> **WHAT YOU NEED TO DO**: Below are the records; copy each line in them that holds the word "description".

[Opening MATERIAL FOR THIS EXERCISE section]

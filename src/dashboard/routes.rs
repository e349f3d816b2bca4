//! Dashboard API route handlers.
//!
//! All endpoints return JSON. State is shared via `Arc<DashboardState>`.
//! The dismiss list is applied here, after the snapshot is read; the
//! scanner never sees it.

use axum::{
    extract::{Path, Query, State},
    http::StatusCode,
    response::{IntoResponse, Response},
    Json,
};
use chrono::{DateTime, FixedOffset, NaiveDate};
use serde::{Deserialize, Serialize};
use std::collections::BTreeSet;
use std::sync::Arc;
use tokio::sync::RwLock;
use tracing::{error, info};

use crate::engine::ScanSummary;
use crate::market::{MarketState, MarketStateResolver};
use crate::storage::{DismissStore, ScanStore, SeriesSource};
use crate::types::{instrument_key, BreakoutSignal, PriceSeries};

// ---------------------------------------------------------------------------
// Shared state
// ---------------------------------------------------------------------------

/// Shared state accessible by all route handlers.
pub struct DashboardState {
    pub resolver: MarketStateResolver,
    pub scans: ScanStore,
    pub dismissed: DismissStore,
    pub series: Arc<dyn SeriesSource>,
    /// Summary of the last scan run by this process.
    pub last_summary: RwLock<Option<ScanSummary>>,
}

impl DashboardState {
    pub fn new(
        resolver: MarketStateResolver,
        scans: ScanStore,
        dismissed: DismissStore,
        series: Arc<dyn SeriesSource>,
    ) -> Self {
        Self {
            resolver,
            scans,
            dismissed,
            series,
            last_summary: RwLock::new(None),
        }
    }

    pub async fn record_summary(&self, summary: ScanSummary) {
        *self.last_summary.write().await = Some(summary);
    }
}

pub type AppState = Arc<DashboardState>;

// ---------------------------------------------------------------------------
// Errors
// ---------------------------------------------------------------------------

#[derive(Debug)]
pub enum ApiError {
    NotFound(String),
    BadRequest(String),
    Internal(String),
}

impl IntoResponse for ApiError {
    fn into_response(self) -> Response {
        let (status, message) = match self {
            ApiError::NotFound(m) => (StatusCode::NOT_FOUND, m),
            ApiError::BadRequest(m) => (StatusCode::BAD_REQUEST, m),
            ApiError::Internal(m) => (StatusCode::INTERNAL_SERVER_ERROR, m),
        };
        (status, Json(serde_json::json!({ "error": message }))).into_response()
    }
}

impl From<anyhow::Error> for ApiError {
    fn from(e: anyhow::Error) -> Self {
        error!(error = %e, "API request failed");
        ApiError::Internal(format!("{e:#}"))
    }
}

// ---------------------------------------------------------------------------
// Request / response types
// ---------------------------------------------------------------------------

#[derive(Debug, Clone, Serialize)]
pub struct StatusResponse {
    pub system_time: DateTime<FixedOffset>,
    pub market_state: MarketState,
    pub trade_date: NaiveDate,
    pub is_market_open: bool,
    pub description: String,
}

/// Filters for `GET /api/v1/breakouts`. List values are comma separated.
#[derive(Debug, Clone, Default, Deserialize)]
pub struct BreakoutQuery {
    pub exchange: Option<String>,
    pub timeframe: Option<String>,
    pub confirmed_only: Option<bool>,
}

#[derive(Debug, Clone, Deserialize)]
pub struct InstrumentRef {
    pub symbol: String,
    pub exchange: String,
}

#[derive(Debug, Clone, Serialize)]
pub struct DismissResponse {
    pub key: String,
    pub changed: bool,
}

#[derive(Debug, Clone, Deserialize)]
pub struct HistoryQuery {
    #[serde(default = "default_exchange")]
    pub exchange: String,
}

fn default_exchange() -> String {
    "NSE".to_string()
}

// ---------------------------------------------------------------------------
// Filtering
// ---------------------------------------------------------------------------

fn csv_set(raw: Option<&str>) -> Option<BTreeSet<String>> {
    let set: BTreeSet<String> = raw?
        .split(',')
        .map(|s| s.trim().to_uppercase())
        .filter(|s| !s.is_empty())
        .collect();
    (!set.is_empty()).then_some(set)
}

/// Apply query filters and the dismiss list, keeping snapshot order.
pub fn filter_signals(
    signals: Vec<BreakoutSignal>,
    query: &BreakoutQuery,
    dismissed: &BTreeSet<String>,
) -> Vec<BreakoutSignal> {
    let exchanges = csv_set(query.exchange.as_deref());
    let timeframes = csv_set(query.timeframe.as_deref());
    let confirmed_only = query.confirmed_only.unwrap_or(true);

    signals
        .into_iter()
        .filter(|s| !dismissed.contains(&s.key()))
        .filter(|s| !confirmed_only || s.volume_confirmation)
        .filter(|s| {
            exchanges
                .as_ref()
                .map_or(true, |set| set.contains(&s.exchange.to_uppercase()))
        })
        .filter(|s| {
            timeframes
                .as_ref()
                .map_or(true, |set| set.contains(&s.breakout_type.to_uppercase()))
        })
        .collect()
}

// ---------------------------------------------------------------------------
// Route handlers
// ---------------------------------------------------------------------------

/// GET /api/v1/system/status
pub async fn get_status(State(state): State<AppState>) -> Result<Json<StatusResponse>, ApiError> {
    let ctx = state.resolver.resolve().map_err(|e| {
        error!(error = %e, "Market state unavailable");
        ApiError::Internal(e.to_string())
    })?;

    Ok(Json(StatusResponse {
        system_time: ctx.run_timestamp,
        market_state: ctx.state,
        trade_date: ctx.effective_trade_date,
        is_market_open: ctx.is_market_open(),
        description: ctx.description,
    }))
}

/// GET /api/v1/breakouts
pub async fn get_breakouts(
    State(state): State<AppState>,
    Query(query): Query<BreakoutQuery>,
) -> Result<Json<Vec<BreakoutSignal>>, ApiError> {
    let signals = state
        .scans
        .load()?
        .ok_or_else(|| ApiError::NotFound("no scan data yet".to_string()))?;
    let dismissed = state.dismissed.keys();
    Ok(Json(filter_signals(signals, &query, &dismissed)))
}

/// GET /api/v1/scan/summary
pub async fn get_summary(State(state): State<AppState>) -> Result<Json<ScanSummary>, ApiError> {
    state
        .last_summary
        .read()
        .await
        .clone()
        .map(Json)
        .ok_or_else(|| ApiError::NotFound("no scan has run in this process".to_string()))
}

fn key_of(body: &InstrumentRef) -> Result<String, ApiError> {
    let exchange = body.exchange.trim().to_uppercase();
    let symbol = body.symbol.trim().to_uppercase();
    if exchange.is_empty() || symbol.is_empty() {
        return Err(ApiError::BadRequest("symbol and exchange are required".to_string()));
    }
    Ok(instrument_key(&exchange, &symbol))
}

/// POST /api/v1/dismiss
pub async fn dismiss(
    State(state): State<AppState>,
    Json(body): Json<InstrumentRef>,
) -> Result<Json<DismissResponse>, ApiError> {
    let key = key_of(&body)?;
    let changed = state.dismissed.dismiss(&key).await?;
    info!(key = %key, changed, "Dismiss requested");
    Ok(Json(DismissResponse { key, changed }))
}

/// POST /api/v1/restore
pub async fn restore(
    State(state): State<AppState>,
    Json(body): Json<InstrumentRef>,
) -> Result<Json<DismissResponse>, ApiError> {
    let key = key_of(&body)?;
    let changed = state.dismissed.restore(&key).await?;
    info!(key = %key, changed, "Restore requested");
    Ok(Json(DismissResponse { key, changed }))
}

/// GET /api/v1/dismissed
pub async fn get_dismissed(State(state): State<AppState>) -> Json<Vec<String>> {
    Json(state.dismissed.list())
}

/// GET /api/v1/history/:symbol
pub async fn get_history(
    State(state): State<AppState>,
    Path(symbol): Path<String>,
    Query(query): Query<HistoryQuery>,
) -> Result<Json<PriceSeries>, ApiError> {
    let mut series = state.series.load(&query.exchange, &symbol).await?;
    if series.is_empty() {
        return Err(ApiError::NotFound(format!(
            "no history for {}",
            instrument_key(&query.exchange, &symbol)
        )));
    }
    series.sort_by_date();
    Ok(Json(series))
}

/// GET /health
pub async fn health() -> StatusCode {
    StatusCode::OK
}

// ---------------------------------------------------------------------------
// Tests
// ---------------------------------------------------------------------------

[Closing MATERIAL FOR THIS EXERCISE section]

> **SOLVED PROBLEM**:
    pub description: String,
        description: ctx.description,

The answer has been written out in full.